So here's the question: I'm in search of the perfect Italian cold cut/sub/hoagie. I'll definitely be doing first person research on this one. Suggestions on where to begin?

K

Buy yourself a round-trip ticket on Amtrak from Washington Union Station to 30th Street Station in Philadelphia and back.

Once you disembark at 30th Street, follow the signs directing you to the nearby SEPTA subway station. Board the Market-Frankford Line eastbound and do one of the following:

1) Disembark at 8th Street and proceed south nine blocks to Fitzwater, then head west one block and order one from Sarcone's (9th and Fitzwater). The bread matters as much as the meat in a really good hoagie, and Sarcone's bread is the best in the Greater Philadelphia area--the birthplace of the hoagie. While you're there, why not kill a little more time? Continue south for two blocks on 9th until you hit the Italian Market. Stroll down 9th Street. Marvel at the glorious mess. Buy some cheese at DiBruno's and meat at Esposito's. You may now return to Washington.

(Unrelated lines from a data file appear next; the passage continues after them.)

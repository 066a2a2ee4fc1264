//! Configuration resolution tests
//!
//! Defaults, file/CLI layering and the fatal precondition checks that run
//! before any grid point is dispatched.

use std::io::Write;

use vo2_sweep::config::{GenderGroupMode, RunConfiguration, RunOverrides};
use vo2_sweep::Error;

// =============================================================================
// Layering
// =============================================================================

#[test]
fn test_file_then_cli_layering() {
    let mut file = tempfile::NamedTempFile::new().unwrap();
    writeln!(
        file,
        "version: paper-v2\nfull_load: true\ndrop_columns: [hr_peak]\ntime_list: [[0, 1, 2]]"
    )
    .unwrap();

    let file_layer = RunOverrides::from_file(file.path()).unwrap();
    let cli_layer = RunOverrides::from_dotlist(["full_load=false", "gender_group=each"]).unwrap();
    let config = RunConfiguration::resolve(file_layer.merge(cli_layer)).unwrap();

    assert_eq!(config.version(), "paper-v2");
    assert!(!config.full_load());
    assert_eq!(config.gender_group(), GenderGroupMode::Each);
    assert!(config.drop_columns().contains("hr_peak"));
    assert_eq!(config.time_windows().len(), 1);
    assert!(config.time_windows()[0].is_maximal());
}

#[test]
fn test_run_filters_kept_in_order() {
    let overrides =
        RunOverrides::from_dotlist(["filters=[['age', '>=', 40], ['bmi', '<', 35.5]]"]).unwrap();
    let config = RunConfiguration::resolve(overrides).unwrap();

    let rendered: Vec<String> = config.filters().iter().map(ToString::to_string).collect();
    assert_eq!(rendered, ["age >= 40", "bmi < 35.5"]);
}

#[test]
fn test_file_unknown_key_is_config_error() {
    let mut file = tempfile::NamedTempFile::new().unwrap();
    writeln!(file, "epochs: 10").unwrap();

    let err = RunOverrides::from_file(file.path()).unwrap_err();
    assert!(err.is_config_error());
}

#[test]
fn test_missing_file_is_io_error() {
    let err = RunOverrides::from_file("/nonexistent/vo2-sweep.yml").unwrap_err();
    assert!(matches!(err, Error::Io(_)));
}

// =============================================================================
// Fatal preconditions
// =============================================================================

#[test]
fn test_invalid_gender_group_rejected() {
    let overrides = RunOverrides::from_dotlist(["gender_group=both"]).unwrap();
    let err = RunConfiguration::resolve(overrides).unwrap_err();

    assert!(matches!(err, Error::InvalidGenderGroup(ref mode) if mode == "both"));
    assert!(err.is_config_error());
}

#[test]
fn test_time_window_out_of_range_rejected() {
    let overrides = RunOverrides::default().with_time_list(vec![vec![0, 4]]);
    assert!(RunConfiguration::resolve(overrides).unwrap_err().is_config_error());
}

#[test]
fn test_empty_time_window_set_rejected() {
    let overrides = RunOverrides::default().with_time_list(vec![vec![0], vec![]]);
    assert!(RunConfiguration::resolve(overrides).unwrap_err().is_config_error());
}

#[test]
fn test_empty_time_list_rejected() {
    let overrides = RunOverrides::default().with_time_list(Vec::new());
    assert!(RunConfiguration::resolve(overrides).unwrap_err().is_config_error());
}

#[test]
fn test_blank_drop_column_rejected() {
    let overrides = RunOverrides::default().with_drop_columns(["ci", " "]);
    assert!(RunConfiguration::resolve(overrides).unwrap_err().is_config_error());
}
//! # vo2-sweep: Experiment Grid Orchestrator
//!
//! Drives a grid of VO2 prediction experiments: it enumerates the
//! cross-product of cohort group × time-window set × fold (or full load,
//! plus a drop-ci variant) × optional gender stratum, dispatches each point
//! to an external experiment collaborator exactly once, and records a
//! grid-key → experiment-id mapping.
//!
//! ## Guarantees
//!
//! - **Coverage**: every grid point is dispatched once; none is skipped.
//! - **Baseline filters**: every point excludes major dysrhythmia and
//!   myocardial ischemia before any run-level filter.
//! - **Unique keys**: mapping keys are checked before the first dispatch.
//! - **All-or-nothing output**: the mapping is written once, at the end.
//!
//! ## Example
//!
//! ```rust,no_run
//! use vo2_sweep::config::{RunConfiguration, RunOverrides};
//! use vo2_sweep::experiment::{CommandLauncher, TrackingRepo};
//! use vo2_sweep::sweep::run_sweep;
//!
//! let overrides = RunOverrides::from_dotlist(["full_load=true"])?;
//! let config = RunConfiguration::resolve(overrides)?;
//! let repo = TrackingRepo::open(".")?;
//! let launcher = CommandLauncher::new("python", ["-m", "utils.exp"]);
//!
//! let report = run_sweep(&config, &launcher, &repo, "data/model_mapping.yml")?;
//! println!("{} experiments", report.completed);
//! # Ok::<(), vo2_sweep::Error>(())
//! ```

#![warn(missing_docs)]
#![warn(clippy::all)]
#![warn(clippy::pedantic)]
#![warn(clippy::nursery)]

pub mod config;
pub mod dispatch;
pub mod error;
pub mod experiment;
pub mod filter;
pub mod grid;
pub mod logging;
pub mod mapping;
pub mod sweep;

pub use error::{Error, Result};
//! Experiment Record - groups the runs of one version label

use chrono::{DateTime, Utc};
use serde::{Deserialize, Serialize};

/// Experiment Record groups every run dispatched under one version label.
///
/// The version label doubles as the experiment ID, so re-running a sweep
/// with the same `version` adds runs to the same experiment.
#[derive(Debug, Clone, Serialize, Deserialize, PartialEq, Eq)]
pub struct ExperimentRecord {
    version: String,
    created_at: DateTime<Utc>,
}

impl ExperimentRecord {
    /// Create a new experiment record for a version label, stamped now.
    #[must_use]
    pub fn new(version: impl Into<String>) -> Self {
        Self::builder(version).build()
    }

    /// Create a builder for constructing an experiment record with optional fields.
    #[must_use]
    pub fn builder(version: impl Into<String>) -> ExperimentRecordBuilder {
        ExperimentRecordBuilder::new(version)
    }

    /// Get the experiment ID (the version label).
    #[must_use]
    pub fn experiment_id(&self) -> &str {
        &self.version
    }

    /// Get the creation timestamp.
    #[must_use]
    pub const fn created_at(&self) -> DateTime<Utc> {
        self.created_at
    }
}

/// Builder for `ExperimentRecord`.
#[derive(Debug)]
pub struct ExperimentRecordBuilder {
    version: String,
    created_at: DateTime<Utc>,
}

impl ExperimentRecordBuilder {
    /// Create a new builder with required fields.
    #[must_use]
    pub fn new(version: impl Into<String>) -> Self {
        Self {
            version: version.into(),
            created_at: Utc::now(),
        }
    }

    /// Set a custom creation timestamp (useful for deserialization/testing).
    #[must_use]
    pub const fn created_at(mut self, created_at: DateTime<Utc>) -> Self {
        self.created_at = created_at;
        self
    }

    /// Build the `ExperimentRecord`.
    #[must_use]
    pub fn build(self) -> ExperimentRecord {
        ExperimentRecord {
            version: self.version,
            created_at: self.created_at,
        }
    }
}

2) Disembark at 13th Street and proceed two blocks south to Walnut. Turn left on Walnut and head to Planet Hoagie (1208 Walnut). They also use Sarcone's bread (along with bread from another very good local supplier) and Hatfield meats, which are relatively unknown in the world of Philly deli-dom (where Dietz and Watson rules, as I believe it also does down your way)--even though it's a local company--and surprisingly good. You might be distracted from your quest for a good Italian by the dazzling variety of choices offered here.

3) Disembark at 15th Street and follow the signs for the Broad Street Line (City Hall station). Board a southbound Broad Street local train and ride it three stops, to Ellsworth-Federal station. Exit the station via the steps to the west side of the Broad-Ellsworth intersection. Turn left on Ellsworth and proceed one block west to Merlino's (15th and Ellsworth). I don't know where their bread comes from--it's a little softer than Sarcone's, but awfully damn good, and their hoagies are huge and well-built (meats are Dietz and Watson). If you get there much past 4 p.m., you're likely to be out of luck in getting a hoagie here, though--they will certainly have run out of bread by then.

Or do this:

Buy that round trip ticket in anticipation of the responses you will receive when you post this very same question on the Pennsylvania board. You will probably receive further endorsements of the first two places I mention there, plus a bunch of others.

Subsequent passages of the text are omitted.